The primary objectives in pre-hospital resuscitation of the neonate include
(1) establishment of an airway and provide adequate respirations,
(2) maintenance of a heart rate (HR) > 60 bpm, and (3) treatment of hypoglycemia.
Maintain an open airway. Suction the mouth first, then the nose. If THICK meconium is present and the infant is depressed and/or minimally responsive, prepare for endotracheal intubation.
Dry the infant and keep warm.
a. Cover the head
b. Place heat packs (wrapped in towels) next to infant’s body
c. Prevent air drafts near infant
If respirations are depressed and/or infant not alert, provide physical stimulation.
Assess heart rate (HR) via palpation and cardiac monitoring.
a. If HR 60 – 80 and increasing, assist ventilations.
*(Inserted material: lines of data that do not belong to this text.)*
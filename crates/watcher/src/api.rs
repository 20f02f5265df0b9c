//! HTTP API for health checks, Prometheus metrics and poll status

use std::sync::Arc;

use axum::{
    extract::State,
    http::StatusCode,
    response::IntoResponse,
    routing::get,
    Json, Router,
};
use anyhow::Context;
use prometheus::{Encoder, TextEncoder};
use serde::Serialize;
use tokio::net::TcpListener;
use tokio::sync::watch;
use tracing::{error, info};
use watch_lib::{
    health::{ComponentStatus, HealthRegistry},
    monitor::CycleReport,
    observability::WatchMetrics,
    store::PlaceCatalog,
    Place,
};

/// Shared application state
#[derive(Clone)]
pub struct AppState {
    pub health_registry: HealthRegistry,
    pub metrics: WatchMetrics,
    pub catalog: Arc<PlaceCatalog>,
    pub reports: watch::Receiver<Option<CycleReport>>,
}

impl AppState {
    pub fn new(
        health_registry: HealthRegistry,
        metrics: WatchMetrics,
        catalog: Arc<PlaceCatalog>,
        reports: watch::Receiver<Option<CycleReport>>,
    ) -> Self {
        Self {
            health_registry,
            metrics,
            catalog,
            reports,
        }
    }
}

#[derive(Debug, Serialize)]
struct PlacesResponse {
    count: usize,
    places: Vec<Place>,
}

#[derive(Debug, Serialize)]
struct ErrorResponse {
    error: String,
}

/// Health check response - returns 200 if healthy or degraded, 503 if unhealthy
async fn healthz(State(state): State<Arc<AppState>>) -> impl IntoResponse {
    let health = state.health_registry.health().await;

    let status_code = match health.status {
        ComponentStatus::Healthy | ComponentStatus::Degraded => StatusCode::OK,
        ComponentStatus::Unhealthy => StatusCode::SERVICE_UNAVAILABLE,
    };

    (status_code, Json(health))
}

/// Readiness check response - returns 200 once a poll has completed
async fn readyz(State(state): State<Arc<AppState>>) -> impl IntoResponse {
    let readiness = state.health_registry.readiness().await;

    let status_code = if readiness.ready {
        StatusCode::OK
    } else {
        StatusCode::SERVICE_UNAVAILABLE
    };

    (status_code, Json(readiness))
}

/// Prometheus metrics endpoint
async fn metrics() -> impl IntoResponse {
    let encoder = TextEncoder::new();
    let metric_families = prometheus::gather();
    let mut buffer = Vec::new();

    if let Err(e) = encoder.encode(&metric_families, &mut buffer) {
        error!(error = %e, "Failed to encode metrics");
        return (
            StatusCode::INTERNAL_SERVER_ERROR,
            [("content-type", "text/plain; charset=utf-8")],
            Vec::new(),
        );
    }

    (
        StatusCode::OK,
        [("content-type", "text/plain; charset=utf-8")],
        buffer,
    )
}

/// Latest poll report - 404 until the first poll completes
async fn status(State(state): State<Arc<AppState>>) -> axum::response::Response {
    let latest = state.reports.borrow().clone();
    match latest {
        Some(report) => (StatusCode::OK, Json(report)).into_response(),
        None => (
            StatusCode::NOT_FOUND,
            Json(ErrorResponse {
                error: "No poll completed yet".to_string(),
            }),
        )
            .into_response(),
    }
}

/// Places found by the latest poll
async fn places(State(state): State<Arc<AppState>>) -> impl IntoResponse {
    let places = state.catalog.list();
    Json(PlacesResponse {
        count: places.len(),
        places,
    })
}

/// Create the API router
pub fn create_router(state: Arc<AppState>) -> Router {
    Router::new()
        .route("/healthz", get(healthz))
        .route("/readyz", get(readyz))
        .route("/metrics", get(metrics))
        .route("/api/v1/status", get(status))
        .route("/api/v1/places", get(places))
        .with_state(state)
}

/// Bind the API listener
///
/// Done before spawning the server so a port already in use fails startup.
pub async fn bind(port: u16) -> anyhow::Result<TcpListener> {
    let addr = format!("0.0.0.0:{}", port);
    let listener = TcpListener::bind(&addr)
        .await
        .with_context(|| format!("Failed to bind API server to {}", addr))?;
    info!(addr = %addr, "API server listening");
    Ok(listener)
}

/// Serve the API on an already bound listener
pub async fn serve(listener: TcpListener, state: Arc<AppState>) -> anyhow::Result<()> {
    let app = create_router(state);
    axum::serve(listener, app).await?;

    Ok(())
}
b. If HR < 60 and not increasing, assist ventilations and perform chest compressions.
i. Administer EPINEPHRINE 1:10,000 0.01 – 0.03 mg/kg IV/IO
ii. May give EPINEPHRINE 1:1,000 0.01 mg/kg via ET while vascular access is being established
Initiate IV access, if able. Do not attempt IO access in newborn UNLESS cardiac arrest present and need for drugs anticipated.
If HYPOGLYCEMIA is present, treat per Pediatric Diabetic Emergencies Protocol.
If respiratory or cardiac arrest present, go to Pediatric Cardiac Arrest Protocol.